A Python bot needs neither your always-on computer nor a rented VPS with systemd. Upload your code to Netrun, move the token into a secret — and the bot will answer around the clock. On the Free plan one such bot runs at no cost.

Common questions

Where can I host a Python Telegram bot for free?

On the Netrun Free plan you can keep one Python bot at no cost. The bot runs around the clock because every incoming message keeps it active — a bot does not sleep the way websites do.

Does this work for aiogram and pyTelegramBotAPI?

Yes. Netrun detects that this is a Python project and starts the bot regardless of the library.
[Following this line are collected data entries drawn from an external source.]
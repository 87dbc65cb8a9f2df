//! Game Log Persistence
//!
//! Storage is the backend's business. The logger side only hands over
//! fully populated records and does not validate or retry.

use thiserror::Error;

use super::record::GameLog;
use crate::sink::file::Console;

/// Storage backend errors.
#[derive(Debug, Error)]
pub enum GameLogError {
    /// Record could not be encoded.
    #[error("serialization failed: {0}")]
    Serialize(#[from] serde_json::Error),

    /// Backend refused or failed to store the record.
    #[error("storage backend error: {0}")]
    Backend(String),
}

/// Durable destination for game logs (usually a database).
pub trait GameLogStore: Send + Sync {
    /// Persist one record.
    fn save(&self, log: &GameLog) -> Result<(), GameLogError>;
}

/// Stand-in store that prints each record.
#[derive(Clone, Debug, Default)]
pub struct ConsoleGameLogStore {
    console: Console,
}

impl ConsoleGameLogStore {
    /// Create a store printing to `console`.
    pub fn new(console: Console) -> Self {
        Self { console }
    }
}

impl GameLogStore for ConsoleGameLogStore {
    fn save(&self, log: &GameLog) -> Result<(), GameLogError> {
        self.console.write(&format!("GameLog Saved: {}\n", log));
        Ok(())
    }
}
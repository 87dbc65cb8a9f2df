//! Log Records
//!
//! A record lives only for the duration of one logging call.

use chrono::{Local, NaiveDateTime, Timelike};

use super::level::LogLevel;

/// Wall-clock time at second resolution, in local time.
pub fn now_local() -> NaiveDateTime {
    let now = Local::now().naive_local();
    now.with_nanosecond(0).unwrap_or(now)
}

/// One log record, borrowed from the caller's stack.
#[derive(Clone, Copy, Debug, PartialEq, Eq)]
pub struct LogRecord<'a> {
    /// Category (stream name, also the file suffix)
    pub category: &'a str,
    /// Severity
    pub level: LogLevel,
    /// Local wall-clock time
    pub timestamp: NaiveDateTime,
    /// Global sequence number
    pub sequence: u64,
    /// Rendered message body
    pub message: &'a str,
}

impl<'a> LogRecord<'a> {
    /// Create a record.
    pub fn new(
        category: &'a str,
        level: LogLevel,
        timestamp: NaiveDateTime,
        sequence: u64,
        message: &'a str,
    ) -> Self {
        Self {
            category,
            level,
            timestamp,
            sequence,
            message,
        }
    }
}

#[cfg(test)]
mod tests {
    use super::*;

    #[test]
    fn test_now_has_second_resolution() {
        let now = now_local();
        assert_eq!(now.nanosecond(), 0);
    }
}
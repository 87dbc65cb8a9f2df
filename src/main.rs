//! Relic Syslog Demo
//!
//! Configures a logger, writes from several threads, dumps a binary buffer
//! and hands one game log to the console store.

use std::sync::Arc;
use std::thread;

use anyhow::Context;
use tracing::{info, Level};
use tracing_subscriber::FmtSubscriber;

use relic_syslog::{
    syslog, ConsoleGameLogStore, GameLog, GameLogStore, LogConfig, LogLevel, LogManager, VERSION,
};

/// Directory used when `GAME_LOG_DIR` is not set.
const DEFAULT_LOG_DIR: &str = "Logs";

fn main() -> anyhow::Result<()> {
    // Initialize diagnostics
    let subscriber = FmtSubscriber::builder()
        .with_max_level(Level::INFO)
        .with_writer(std::io::stderr)
        .finish();
    tracing::subscriber::set_global_default(subscriber)
        .context("failed to set tracing subscriber")?;

    info!("Relic Syslog v{}", VERSION);

    let mut config = LogConfig::from_env().context("invalid logger environment")?;
    if config.directory.as_os_str().is_empty() {
        config.directory = DEFAULT_LOG_DIR.into();
    }

    let logger = Arc::new(LogManager::with_config(config).context("failed to initialize logger")?);
    info!(
        "Logging to {} (min level {})",
        logger.directory().display(),
        logger.min_level()
    );

    // Text logs
    logger.log_str("System", LogLevel::Debug, "System initialized.");
    syslog!(logger, "System", LogLevel::Error, "Hello, {}! Your score is {}.", "Player1", 100);

    demo_concurrent(&logger);

    // Binary log
    let sample: [u8; 16] = [
        0x01, 0x02, 0x03, 0x04, 0x05, 0x06, 0x07, 0x08, 0x09, 0x0A, 0x0B, 0x0C, 0x0D, 0x0E, 0x0F,
        0x10,
    ];
    logger.log_hex("Memory", LogLevel::Debug, "Sample binary data", &sample);
    logger.log_hex(
        "Memory",
        LogLevel::Debug,
        "UTF-8 text",
        "Hello, 헥스 덤프!".as_bytes(),
    );

    // Game log
    let store = ConsoleGameLogStore::default();
    let log = GameLog::new("Server1", "Battle", "MonsterKilled", 123456)
        .with_params([1001, 2000, 500, 2500])
        .with_param_str("MonsterType: Dragon");
    store.save(&log).context("failed to save game log")?;

    info!(
        "{} records across {} categories",
        logger.last_sequence(),
        logger.category_count()
    );
    Ok(())
}

/// Several producers sharing two categories.
fn demo_concurrent(logger: &Arc<LogManager>) {
    let handles: Vec<_> = (0..4)
        .map(|worker| {
            let logger = Arc::clone(logger);
            thread::spawn(move || {
                let category = if worker % 2 == 0 { "Battle" } else { "System" };
                for round in 0..3 {
                    syslog!(
                        logger,
                        category,
                        LogLevel::Debug,
                        "worker {} round {}",
                        worker,
                        round
                    );
                }
            })
        })
        .collect();

    for handle in handles {
        let _ = handle.join();
    }
}
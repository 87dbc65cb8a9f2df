//! Game Event Logs
//!
//! Structured player-action records and the storage interface they are
//! handed to. Separate from the text logger: these are meant for querying
//! player history, not for reading on a console.
//!
//! ## Module Structure
//!
//! - `record`: the `GameLog` record
//! - `store`: `GameLogStore` trait and a console stand-in

pub mod record;
pub mod store;

// Re-export key types
pub use record::GameLog;
pub use store::{ConsoleGameLogStore, GameLogError, GameLogStore};
//! Log Manager
//!
//! Entry point for producers. One instance is built at startup, configured,
//! then shared (usually behind an `Arc`) with every thread that logs.
//!
//! ## Write Path
//!
//! ```text
//! log(category, level, args)
//!   ├── level < min_level?        → Filtered (no clock, no counter, no I/O)
//!   ├── render message (bounded)  → FormatFailed on overflow
//!   ├── registry.get_or_create(category)
//!   └── category lock held:
//!       ├── sequence.next()
//!       ├── format line
//!       ├── console echo
//!       └── append to <dir>/<YYYYMM>_<category>.txt
//! ```
//!
//! Logging never returns an error to the caller. The returned [`LogOutcome`]
//! only reports what happened.

use std::fmt;
use std::path::{Path, PathBuf};

use thiserror::Error;
use tracing::{info, warn};

use crate::config::LogConfig;
use crate::core::level::LogLevel;
use crate::core::record::{now_local, LogRecord};
use crate::core::sequence::SequenceCounter;
use crate::format::hex::hex_dump;
use crate::format::line::{format_hex_header, format_line, render_message};
use crate::sink::file::{log_file_path, FileSink, Sink};
use crate::sink::registry::CategoryLockRegistry;

/// Initialization errors.
#[derive(Debug, Error)]
pub enum LogInitError {
    /// Log directory could not be created.
    #[error("failed to create log directory {path}: {source}")]
    CreateDirectory {
        /// Directory that was requested
        path: PathBuf,
        /// Underlying error
        #[source]
        source: std::io::Error,
    },
}

/// What a logging call did.
#[derive(Clone, Copy, Debug, PartialEq, Eq)]
pub enum LogOutcome {
    /// Level below the configured minimum. Nothing happened.
    Filtered,
    /// Category name unusable as a file name. Nothing written.
    Rejected,
    /// Message rendering failed. Nothing written.
    FormatFailed,
    /// Echoed and appended to the category file.
    Written {
        /// Sequence number, `None` for hex records
        sequence: Option<u64>,
    },
    /// Echoed, but the file append failed and was skipped.
    FileSkipped {
        /// Sequence number, `None` for hex records
        sequence: Option<u64>,
    },
}

impl LogOutcome {
    /// Whether the record reached the category file.
    pub fn is_written(&self) -> bool {
        matches!(self, LogOutcome::Written { .. })
    }

    /// Sequence number stamped on the record, if any.
    pub fn sequence(&self) -> Option<u64> {
        match self {
            LogOutcome::Written { sequence } | LogOutcome::FileSkipped { sequence } => *sequence,
            _ => None,
        }
    }
}

/// Reason a category name cannot be used.
fn invalid_category_reason(category: &str) -> Option<&'static str> {
    if category.is_empty() {
        Some("empty category")
    } else if category.contains(['/', '\\']) {
        Some("path separator in category")
    } else if category.contains('\0') {
        Some("NUL in category")
    } else if category.contains("..") {
        Some("parent reference in category")
    } else {
        None
    }
}

/// Leveled, category-serialized logger.
pub struct LogManager {
    config: LogConfig,
    registry: CategoryLockRegistry,
    sequence: SequenceCounter,
    sink: Box<dyn Sink>,
}

impl fmt::Debug for LogManager {
    fn fmt(&self, f: &mut fmt::Formatter<'_>) -> fmt::Result {
        f.debug_struct("LogManager")
            .field("config", &self.config)
            .field("categories", &self.registry.len())
            .field("last_sequence", &self.sequence.last())
            .finish_non_exhaustive()
    }
}

impl Default for LogManager {
    fn default() -> Self {
        Self::new()
    }
}

impl LogManager {
    /// Create a logger with default settings writing to stdout and the
    /// working directory. Performs no I/O.
    pub fn new() -> Self {
        Self::from_parts(LogConfig::default(), Box::new(FileSink::default()))
    }

    /// Create and initialize a logger.
    pub fn with_config(config: LogConfig) -> Result<Self, LogInitError> {
        Self::with_sink(config, FileSink::default())
    }

    /// Create and initialize a logger with a custom sink.
    pub fn with_sink(config: LogConfig, sink: impl Sink + 'static) -> Result<Self, LogInitError> {
        let mut manager = Self::from_parts(LogConfig::default(), Box::new(sink));
        manager.initialize(config.directory, config.min_level)?;
        Ok(manager)
    }

    fn from_parts(config: LogConfig, sink: Box<dyn Sink>) -> Self {
        Self {
            config,
            registry: CategoryLockRegistry::new(),
            sequence: SequenceCounter::new(),
            sink,
        }
    }

    /// Set directory and minimum level. Safe to call repeatedly.
    pub fn initialize(
        &mut self,
        directory: impl Into<PathBuf>,
        min_level: LogLevel,
    ) -> Result<(), LogInitError> {
        self.set_directory(directory)?;
        self.set_min_level(min_level);
        Ok(())
    }

    /// Set the log directory, creating it if missing.
    ///
    /// An empty path selects the working directory and creates nothing.
    pub fn set_directory(&mut self, directory: impl Into<PathBuf>) -> Result<(), LogInitError> {
        let directory = directory.into();

        if !directory.as_os_str().is_empty() {
            std::fs::create_dir_all(&directory).map_err(|source| LogInitError::CreateDirectory {
                path: directory.clone(),
                source,
            })?;
        }

        info!(directory = %directory.display(), "log directory set");
        self.config.directory = directory;
        Ok(())
    }

    /// Set the minimum emitted level.
    pub fn set_min_level(&mut self, level: LogLevel) {
        self.config.min_level = level;
    }

    /// Current configuration.
    pub fn config(&self) -> &LogConfig {
        &self.config
    }

    /// Log directory.
    pub fn directory(&self) -> &Path {
        &self.config.directory
    }

    /// Minimum emitted level.
    pub fn min_level(&self) -> LogLevel {
        self.config.min_level
    }

    /// File that `category` records are appended to this month.
    pub fn log_file_path(&self, category: &str) -> PathBuf {
        log_file_path(&self.config.directory, category, now_local())
    }

    /// Number of categories that have logged at least once.
    pub fn category_count(&self) -> usize {
        self.registry.len()
    }

    /// Last sequence number handed out, `0` if none.
    pub fn last_sequence(&self) -> u64 {
        self.sequence.last()
    }

    /// Whether a record at `level` would be emitted.
    #[inline]
    pub fn enabled(&self, level: LogLevel) -> bool {
        level.passes(self.config.min_level)
    }

    /// Log a formatted message. See also the [`syslog!`](crate::syslog) macro.
    pub fn log(&self, category: &str, level: LogLevel, args: fmt::Arguments<'_>) -> LogOutcome {
        if !self.enabled(level) {
            return LogOutcome::Filtered;
        }
        if let Some(reason) = invalid_category_reason(category) {
            return self.reject(category, reason);
        }

        let message = match render_message(args) {
            Ok(message) => message,
            Err(err) => {
                self.sink
                    .echo(&format!("[LOG ERROR] String formatting failed: {}\n", err));
                warn!(category, error = %err, "dropped log record");
                return LogOutcome::FormatFailed;
            }
        };

        let lock = self.registry.get_or_create(category);
        let _guard = lock.lock();

        // Numbered under the category lock so file order matches sequence order
        let timestamp = now_local();
        let sequence = self.sequence.next();
        let line = format_line(&LogRecord::new(category, level, timestamp, sequence, &message));

        self.sink.echo(&line);
        let path = log_file_path(&self.config.directory, category, timestamp);
        self.append(category, &path, &line, Some(sequence))
    }

    /// Log a preformatted message.
    pub fn log_str(&self, category: &str, level: LogLevel, message: &str) -> LogOutcome {
        self.log(category, level, format_args!("{}", message))
    }

    /// Log `description` followed by a hex/ASCII dump of `data`.
    ///
    /// Hex records are level filtered but take no sequence number.
    pub fn log_hex(
        &self,
        category: &str,
        level: LogLevel,
        description: &str,
        data: &[u8],
    ) -> LogOutcome {
        if !self.enabled(level) {
            return LogOutcome::Filtered;
        }
        if let Some(reason) = invalid_category_reason(category) {
            return self.reject(category, reason);
        }

        let dump = hex_dump(data);
        let lock = self.registry.get_or_create(category);
        let _guard = lock.lock();

        let timestamp = now_local();
        let mut text = format_hex_header(category, level, timestamp, description);
        text.push_str(&dump);

        self.sink.echo(&text);
        let path = log_file_path(&self.config.directory, category, timestamp);
        self.append(category, &path, &text, None)
    }

    fn reject(&self, category: &str, reason: &str) -> LogOutcome {
        self.sink
            .echo(&format!("[LOG ERROR] Invalid category {:?}: {}\n", category, reason));
        warn!(category, reason, "rejected log record");
        LogOutcome::Rejected
    }

    fn append(&self, category: &str, path: &Path, text: &str, sequence: Option<u64>) -> LogOutcome {
        match self.sink.append(path, text) {
            Ok(()) => LogOutcome::Written { sequence },
            Err(err) => {
                warn!(category, path = %path.display(), error = %err, "skipped log file write");
                LogOutcome::FileSkipped { sequence }
            }
        }
    }
}

/// Log a formatted message through a [`LogManager`].
///
/// ```no_run
/// use relic_syslog::{syslog, LogLevel, LogManager};
///
/// let logger = LogManager::new();
/// syslog!(logger, "System", LogLevel::Error, "Hello, {}! Your score is {}.", "Player1", 100);
/// ```
#[macro_export]
macro_rules! syslog {
    ($logger:expr, $category:expr, $level:expr, $($arg:tt)+) => {
        $logger.log($category, $level, ::std::format_args!($($arg)+))
    };
}

// =============================================================================
// TESTS
// =============================================================================
//! Sequence Counter
//!
//! Stamps every accepted record with a strictly increasing number so that
//! output spread across category files can be merged back into arrival order.

use std::sync::atomic::{AtomicU64, Ordering};

/// Monotonic 64-bit record counter.
///
/// The first value handed out is `1`; `0` means "nothing issued yet".
#[derive(Debug, Default)]
pub struct SequenceCounter {
    last: AtomicU64,
}

impl SequenceCounter {
    /// Create a counter that has issued nothing.
    pub const fn new() -> Self {
        Self {
            last: AtomicU64::new(0),
        }
    }

    /// Take the next sequence number.
    #[inline]
    pub fn next(&self) -> u64 {
        self.last.fetch_add(1, Ordering::SeqCst) + 1
    }

    /// Most recently issued number.
    #[inline]
    pub fn last(&self) -> u64 {
        self.last.load(Ordering::SeqCst)
    }
}

#[cfg(test)]
mod tests {
    use super::*;
    use std::sync::Arc;
    use std::thread;

    #[test]
    fn test_sequence_starts_at_one() {
        let counter = SequenceCounter::new();
        assert_eq!(counter.last(), 0);
        assert_eq!(counter.next(), 1);
        assert_eq!(counter.next(), 2);
        assert_eq!(counter.last(), 2);
    }

    #[test]
    fn test_sequence_unique_across_threads() {
        let counter = Arc::new(SequenceCounter::new());

        let handles: Vec<_> = (0..8)
            .map(|_| {
                let counter = counter.clone();
                thread::spawn(move || (0..1000).map(|_| counter.next()).collect::<Vec<_>>())
            })
            .collect();

        let mut all: Vec<u64> = Vec::new();
        for handle in handles {
            let taken = handle.join().unwrap();
            // Each thread sees its own values increasing
            assert!(taken.windows(2).all(|w| w[0] < w[1]));
            all.extend(taken);
        }

        all.sort_unstable();
        let expected: Vec<u64> = (1..=8000).collect();
        assert_eq!(all, expected);
        assert_eq!(counter.last(), 8000);
    }
}
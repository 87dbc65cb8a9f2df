//! Console and File Sinks
//!
//! Every accepted record goes to the console and is appended to
//! `<directory>/<YYYYMM>_<category>.txt`. The file is opened, appended and
//! closed on every write, so a new month simply lands in a new file.

use std::fs::OpenOptions;
use std::io::{self, Write};
use std::path::{Path, PathBuf};
use std::sync::Arc;

use chrono::NaiveDateTime;
use parking_lot::Mutex;

/// Month bucket used in file names.
pub const MONTH_FORMAT: &str = "%Y%m";

/// Extension of category log files.
pub const LOG_FILE_EXTENSION: &str = "txt";

/// Path of the file holding `category` records for the month of `at`.
pub fn log_file_path(directory: &Path, category: &str, at: NaiveDateTime) -> PathBuf {
    directory.join(format!(
        "{}_{}.{}",
        at.format(MONTH_FORMAT),
        category,
        LOG_FILE_EXTENSION
    ))
}

/// Destination of the console echo.
#[derive(Clone, Debug, Default)]
pub enum Console {
    /// Process standard output
    #[default]
    Stdout,
    /// Discard console output
    Null,
    /// Collect console output in memory
    Capture(Arc<Mutex<String>>),
}

impl Console {
    /// Create a capturing console and the buffer it writes to.
    pub fn capture() -> (Self, Arc<Mutex<String>>) {
        let buffer = Arc::new(Mutex::new(String::new()));
        (Console::Capture(buffer.clone()), buffer)
    }

    /// Write `text` as-is. Failures are ignored.
    pub fn write(&self, text: &str) {
        match self {
            Console::Stdout => {
                let mut out = io::stdout().lock();
                let _ = out.write_all(text.as_bytes());
                let _ = out.flush();
            }
            Console::Null => {}
            Console::Capture(buffer) => buffer.lock().push_str(text),
        }
    }
}

/// Output side of the logger.
///
/// `append` is only called while the category's lock is held, so
/// implementations must not log through the manager.
pub trait Sink: Send + Sync {
    /// Echo rendered text to the console.
    fn echo(&self, text: &str);

    /// Append rendered text to the file at `path`.
    fn append(&self, path: &Path, text: &str) -> io::Result<()>;
}

impl<S: Sink + ?Sized> Sink for Arc<S> {
    fn echo(&self, text: &str) {
        (**self).echo(text)
    }

    fn append(&self, path: &Path, text: &str) -> io::Result<()> {
        (**self).append(path, text)
    }
}

impl<S: Sink + ?Sized> Sink for Box<S> {
    fn echo(&self, text: &str) {
        (**self).echo(text)
    }

    fn append(&self, path: &Path, text: &str) -> io::Result<()> {
        (**self).append(path, text)
    }
}

/// Console echo plus open/append/close file writes.
#[derive(Clone, Debug, Default)]
pub struct FileSink {
    console: Console,
}

impl FileSink {
    /// Create a sink echoing to `console`.
    pub fn new(console: Console) -> Self {
        Self { console }
    }
}

impl Sink for FileSink {
    fn echo(&self, text: &str) {
        self.console.write(text);
    }

    fn append(&self, path: &Path, text: &str) -> io::Result<()> {
        let mut file = OpenOptions::new().create(true).append(true).open(path)?;
        file.write_all(text.as_bytes())?;
        // Handle closes on drop
        Ok(())
    }
}

#[cfg(test)]
mod tests {
    use super::*;
    use chrono::NaiveDate;

    fn at(year: i32, month: u32) -> NaiveDateTime {
        NaiveDate::from_ymd_opt(year, month, 1)
            .unwrap()
            .and_hms_opt(0, 0, 0)
            .unwrap()
    }

    #[test]
    fn test_file_name_uses_month_bucket() {
        let path = log_file_path(Path::new("Logs"), "System", at(2024, 12));
        assert_eq!(path, PathBuf::from("Logs").join("202412_System.txt"));

        let path = log_file_path(Path::new("Logs"), "System", at(2025, 1));
        assert_eq!(path, PathBuf::from("Logs").join("202501_System.txt"));
    }

    #[test]
    fn test_empty_directory_is_relative() {
        let path = log_file_path(Path::new(""), "Battle", at(2024, 3));
        assert_eq!(path, PathBuf::from("202403_Battle.txt"));
    }

    #[test]
    fn test_append_accumulates() {
        let dir = tempfile::tempdir().unwrap();
        let path = log_file_path(dir.path(), "System", at(2024, 12));
        let sink = FileSink::new(Console::Null);

        sink.append(&path, "first\n").unwrap();
        sink.append(&path, "second\n").unwrap();

        assert_eq!(std::fs::read_to_string(&path).unwrap(), "first\nsecond\n");
    }

    #[test]
    fn test_append_to_missing_directory_fails() {
        let dir = tempfile::tempdir().unwrap();
        let path = log_file_path(&dir.path().join("absent"), "System", at(2024, 12));
        let sink = FileSink::new(Console::Null);

        assert!(sink.append(&path, "line\n").is_err());
    }

    #[test]
    fn test_capture_console() {
        let (console, buffer) = Console::capture();
        let sink = FileSink::new(console);

        sink.echo("hello\n");
        sink.echo("world\n");

        assert_eq!(buffer.lock().as_str(), "hello\nworld\n");
    }
}
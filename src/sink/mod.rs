//! Output Sinks
//!
//! - `registry`: one lock per category, created lazily
//! - `file`: console echo and monthly per-category files

pub mod file;
pub mod registry;

// Re-export sink types
pub use file::{log_file_path, Console, FileSink, Sink};
pub use registry::{CategoryLock, CategoryLockRegistry};
//! # Relic Syslog
//!
//! Leveled, category-serialized text logging for game servers.
//!
//! ## Architecture
//!
//! ```text
//! ┌─────────────────────────────────────────────────────────────┐
//! │                       RELIC SYSLOG                          │
//! ├─────────────────────────────────────────────────────────────┤
//! │  core/           - Value types                              │
//! │  ├── level.rs    - DEBUG < ERROR < SYSTEM                   │
//! │  ├── record.rs   - Per-call log record                      │
//! │  └── sequence.rs - Global record counter                    │
//! │                                                             │
//! │  format/         - Pure rendering                           │
//! │  ├── line.rs     - Bounded message + canonical line         │
//! │  └── hex.rs      - 16-byte hex/ASCII dump                   │
//! │                                                             │
//! │  sink/           - Output                                   │
//! │  ├── registry.rs - One lock per category                    │
//! │  └── file.rs     - Console echo + YYYYMM_<category>.txt     │
//! │                                                             │
//! │  manager.rs      - LogManager facade                        │
//! │  config.rs       - Directory + minimum level                │
//! │  game/           - Structured game logs and their store     │
//! └─────────────────────────────────────────────────────────────┘
//! ```
//!
//! ## Ordering Guarantee
//!
//! - Every accepted text record gets a sequence number, unique and
//!   increasing across all categories.
//! - Within one category file, lines appear in sequence order.
//! - Across categories, files are independent; merge them by sequence
//!   number to rebuild the global order.
//!
//! Logging never fails the caller: formatting errors and file errors are
//! reported on the console and the record is dropped.

#![warn(missing_docs)]
#![warn(clippy::all)]
#![deny(unsafe_code)]

pub mod config;
pub mod core;
pub mod format;
pub mod game;
pub mod manager;
pub mod sink;

// Re-export commonly used types
pub use config::{ConfigError, LogConfig};
pub use crate::core::level::LogLevel;
pub use crate::core::sequence::SequenceCounter;
pub use format::line::{FormatError, MAX_MESSAGE_CHARS};
pub use game::{ConsoleGameLogStore, GameLog, GameLogError, GameLogStore};
pub use manager::{LogInitError, LogManager, LogOutcome};
pub use sink::{CategoryLockRegistry, Console, FileSink, Sink};

/// Crate version
pub const VERSION: &str = env!("CARGO_PKG_VERSION");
The main things are to collect your dependencies in requirements.txt, move the token into an environment variable, and stay in long polling mode.

Do I need a webhook and a web server?

No, for a simple bot long polling mode is enough — the bot fetches messages from Telegram itself. You do not need to run a web server, configure a webhook, or open a port.

Will the bot keep working when my computer is off?

Yes. After you put it online the bot lives on Netrun servers, not on your computer, so it answers regardless of whether your laptop is on.

Is it safe to store the bot token?

Yes, if you move the token into an environment variable and set it as a secret during setup. Then the token is not in your code or repository, and in the Netrun database it is stored encrypted.